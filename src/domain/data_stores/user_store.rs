use super::UserStoreError;
use crate::domain::{Email, User};

/// Lookup boundary the auth flows depend on. Login resolves by email,
/// refresh re-resolves by the id carried in the verified claims.
///
/// A store failure is reported as `UnexpectedError`, never folded into
/// `UserNotFound`, so callers can keep credential failures and
/// infrastructure failures apart.
#[async_trait::async_trait]
pub trait UserStore: Send + Sync {
    async fn add_user(&mut self, email: Email, password_hash: String)
        -> Result<User, UserStoreError>;
    async fn find_by_email(&self, email: &str) -> Result<User, UserStoreError>;
    async fn find_by_id(&self, id: i64) -> Result<User, UserStoreError>;
    async fn remove_user(&mut self, id: i64) -> Result<(), UserStoreError>;
}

+---+

■ Task instructions: Copy out each line of the data that has the word "self" in it.

■ Solution:
    async fn add_user(&mut self, email: Email, password_hash: String)
    async fn find_by_email(&self, email: &str) -> Result<User, UserStoreError>;
    async fn find_by_id(&self, id: i64) -> Result<User, UserStoreError>;
    async fn remove_user(&mut self, id: i64) -> Result<(), UserStoreError>;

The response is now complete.